DATASET EXCERPTS:

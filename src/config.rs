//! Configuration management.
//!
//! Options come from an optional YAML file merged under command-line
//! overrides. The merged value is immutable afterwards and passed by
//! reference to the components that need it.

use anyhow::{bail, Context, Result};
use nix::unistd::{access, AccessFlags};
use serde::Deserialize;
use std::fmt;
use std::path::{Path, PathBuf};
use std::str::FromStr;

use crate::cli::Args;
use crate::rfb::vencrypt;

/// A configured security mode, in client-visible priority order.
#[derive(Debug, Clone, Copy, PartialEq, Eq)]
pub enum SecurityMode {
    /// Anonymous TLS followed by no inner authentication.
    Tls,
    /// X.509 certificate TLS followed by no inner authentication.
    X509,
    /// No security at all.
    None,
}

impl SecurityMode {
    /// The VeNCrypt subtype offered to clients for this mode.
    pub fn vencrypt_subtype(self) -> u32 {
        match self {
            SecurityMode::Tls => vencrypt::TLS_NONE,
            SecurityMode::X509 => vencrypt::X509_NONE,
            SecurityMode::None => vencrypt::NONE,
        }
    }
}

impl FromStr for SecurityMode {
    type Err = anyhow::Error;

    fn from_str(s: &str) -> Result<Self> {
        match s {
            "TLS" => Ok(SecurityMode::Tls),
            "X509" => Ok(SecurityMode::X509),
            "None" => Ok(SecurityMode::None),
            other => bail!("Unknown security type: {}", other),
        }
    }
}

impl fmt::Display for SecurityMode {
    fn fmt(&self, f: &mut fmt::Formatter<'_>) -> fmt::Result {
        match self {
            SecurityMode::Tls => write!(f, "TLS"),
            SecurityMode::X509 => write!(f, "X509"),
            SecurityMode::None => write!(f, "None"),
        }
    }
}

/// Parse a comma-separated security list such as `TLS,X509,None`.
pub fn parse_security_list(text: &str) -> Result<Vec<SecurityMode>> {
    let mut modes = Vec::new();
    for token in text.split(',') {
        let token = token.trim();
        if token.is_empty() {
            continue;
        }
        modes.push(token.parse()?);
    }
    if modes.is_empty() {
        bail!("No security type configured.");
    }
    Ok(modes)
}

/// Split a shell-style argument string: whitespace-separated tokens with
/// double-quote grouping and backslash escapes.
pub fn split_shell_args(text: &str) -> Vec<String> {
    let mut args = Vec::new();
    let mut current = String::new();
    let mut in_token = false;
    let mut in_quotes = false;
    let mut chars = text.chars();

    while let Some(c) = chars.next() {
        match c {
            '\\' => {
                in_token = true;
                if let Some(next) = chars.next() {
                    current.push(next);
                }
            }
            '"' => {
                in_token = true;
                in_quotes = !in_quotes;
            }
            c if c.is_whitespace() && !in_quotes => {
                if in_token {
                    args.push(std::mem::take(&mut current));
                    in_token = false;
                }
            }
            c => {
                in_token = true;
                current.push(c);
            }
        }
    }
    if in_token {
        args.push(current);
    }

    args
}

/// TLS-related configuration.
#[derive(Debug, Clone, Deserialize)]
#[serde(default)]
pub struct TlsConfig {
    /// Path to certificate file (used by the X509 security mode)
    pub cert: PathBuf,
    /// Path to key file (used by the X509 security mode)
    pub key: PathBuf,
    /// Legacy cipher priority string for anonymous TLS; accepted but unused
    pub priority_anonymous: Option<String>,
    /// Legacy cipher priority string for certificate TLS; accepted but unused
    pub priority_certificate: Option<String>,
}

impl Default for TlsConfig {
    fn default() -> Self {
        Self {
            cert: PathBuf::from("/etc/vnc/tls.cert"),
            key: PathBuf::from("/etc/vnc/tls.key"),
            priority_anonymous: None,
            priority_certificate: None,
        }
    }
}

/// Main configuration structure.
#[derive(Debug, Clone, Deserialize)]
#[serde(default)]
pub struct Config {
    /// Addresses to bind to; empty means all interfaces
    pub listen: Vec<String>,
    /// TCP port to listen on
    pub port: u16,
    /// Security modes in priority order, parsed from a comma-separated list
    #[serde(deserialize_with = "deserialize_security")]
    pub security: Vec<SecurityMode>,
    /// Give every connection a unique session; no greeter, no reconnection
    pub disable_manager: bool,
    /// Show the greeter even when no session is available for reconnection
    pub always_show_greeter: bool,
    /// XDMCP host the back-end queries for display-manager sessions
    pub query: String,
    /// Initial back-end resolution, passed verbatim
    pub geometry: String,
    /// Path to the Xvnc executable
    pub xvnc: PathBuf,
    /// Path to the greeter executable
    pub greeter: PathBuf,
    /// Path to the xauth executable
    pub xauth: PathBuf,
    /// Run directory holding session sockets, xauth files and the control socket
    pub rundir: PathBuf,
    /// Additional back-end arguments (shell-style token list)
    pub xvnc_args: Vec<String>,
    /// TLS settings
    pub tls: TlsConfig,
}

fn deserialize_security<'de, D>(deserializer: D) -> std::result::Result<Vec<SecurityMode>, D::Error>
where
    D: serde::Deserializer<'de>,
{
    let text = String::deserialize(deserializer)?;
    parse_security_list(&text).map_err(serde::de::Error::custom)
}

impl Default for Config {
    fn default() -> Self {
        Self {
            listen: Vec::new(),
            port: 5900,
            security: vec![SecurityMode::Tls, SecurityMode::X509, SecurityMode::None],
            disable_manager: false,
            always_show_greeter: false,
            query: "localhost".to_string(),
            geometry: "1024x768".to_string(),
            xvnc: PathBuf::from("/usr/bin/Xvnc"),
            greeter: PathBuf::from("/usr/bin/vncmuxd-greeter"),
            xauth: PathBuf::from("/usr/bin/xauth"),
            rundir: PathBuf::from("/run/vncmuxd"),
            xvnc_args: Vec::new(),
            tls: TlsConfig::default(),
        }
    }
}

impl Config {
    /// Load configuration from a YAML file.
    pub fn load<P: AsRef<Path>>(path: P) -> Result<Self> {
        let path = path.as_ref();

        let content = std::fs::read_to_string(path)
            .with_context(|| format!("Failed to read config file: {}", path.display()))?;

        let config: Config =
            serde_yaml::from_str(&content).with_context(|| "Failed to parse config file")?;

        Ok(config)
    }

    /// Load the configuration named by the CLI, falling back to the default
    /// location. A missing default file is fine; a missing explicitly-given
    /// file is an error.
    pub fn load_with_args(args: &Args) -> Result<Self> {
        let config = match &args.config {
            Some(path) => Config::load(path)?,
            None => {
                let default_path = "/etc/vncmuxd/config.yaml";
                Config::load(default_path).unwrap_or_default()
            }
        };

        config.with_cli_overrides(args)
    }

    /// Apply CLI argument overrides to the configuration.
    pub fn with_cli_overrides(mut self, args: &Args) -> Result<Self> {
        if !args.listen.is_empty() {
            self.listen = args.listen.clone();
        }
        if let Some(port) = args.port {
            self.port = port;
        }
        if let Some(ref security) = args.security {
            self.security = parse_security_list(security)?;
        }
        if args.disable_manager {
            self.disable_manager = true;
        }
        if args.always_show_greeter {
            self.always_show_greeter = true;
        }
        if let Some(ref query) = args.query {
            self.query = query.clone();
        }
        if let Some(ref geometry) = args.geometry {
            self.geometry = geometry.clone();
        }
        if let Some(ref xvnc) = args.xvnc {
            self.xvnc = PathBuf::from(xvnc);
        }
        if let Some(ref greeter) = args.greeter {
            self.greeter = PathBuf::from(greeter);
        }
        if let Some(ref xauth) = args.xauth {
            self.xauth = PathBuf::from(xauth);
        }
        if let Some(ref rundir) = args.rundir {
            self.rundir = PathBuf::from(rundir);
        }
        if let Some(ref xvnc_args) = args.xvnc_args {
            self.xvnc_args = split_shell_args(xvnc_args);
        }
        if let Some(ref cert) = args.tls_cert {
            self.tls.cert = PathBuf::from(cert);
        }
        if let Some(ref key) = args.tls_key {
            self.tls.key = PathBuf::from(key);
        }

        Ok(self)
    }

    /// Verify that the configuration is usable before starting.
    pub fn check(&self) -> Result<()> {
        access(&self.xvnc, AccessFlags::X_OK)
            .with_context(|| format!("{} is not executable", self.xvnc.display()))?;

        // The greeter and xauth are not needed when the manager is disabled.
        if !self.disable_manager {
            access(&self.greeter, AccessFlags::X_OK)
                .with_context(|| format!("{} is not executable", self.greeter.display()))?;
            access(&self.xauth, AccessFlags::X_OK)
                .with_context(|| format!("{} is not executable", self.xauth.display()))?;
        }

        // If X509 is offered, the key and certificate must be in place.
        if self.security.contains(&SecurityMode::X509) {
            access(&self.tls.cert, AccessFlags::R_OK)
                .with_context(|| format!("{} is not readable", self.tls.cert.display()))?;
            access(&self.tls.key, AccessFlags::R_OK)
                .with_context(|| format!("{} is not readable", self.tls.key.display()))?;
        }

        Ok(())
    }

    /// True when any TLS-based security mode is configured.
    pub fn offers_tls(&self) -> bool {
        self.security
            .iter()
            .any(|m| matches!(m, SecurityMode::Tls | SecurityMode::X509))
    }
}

INSTRUCTIONS TO FOLLOW: Where a line of the entries contains the word "merged", copy that line.

RESULT FOR THIS TASK:
//! Options come from an optional YAML file merged under command-line
//! overrides. The merged value is immutable afterwards and passed by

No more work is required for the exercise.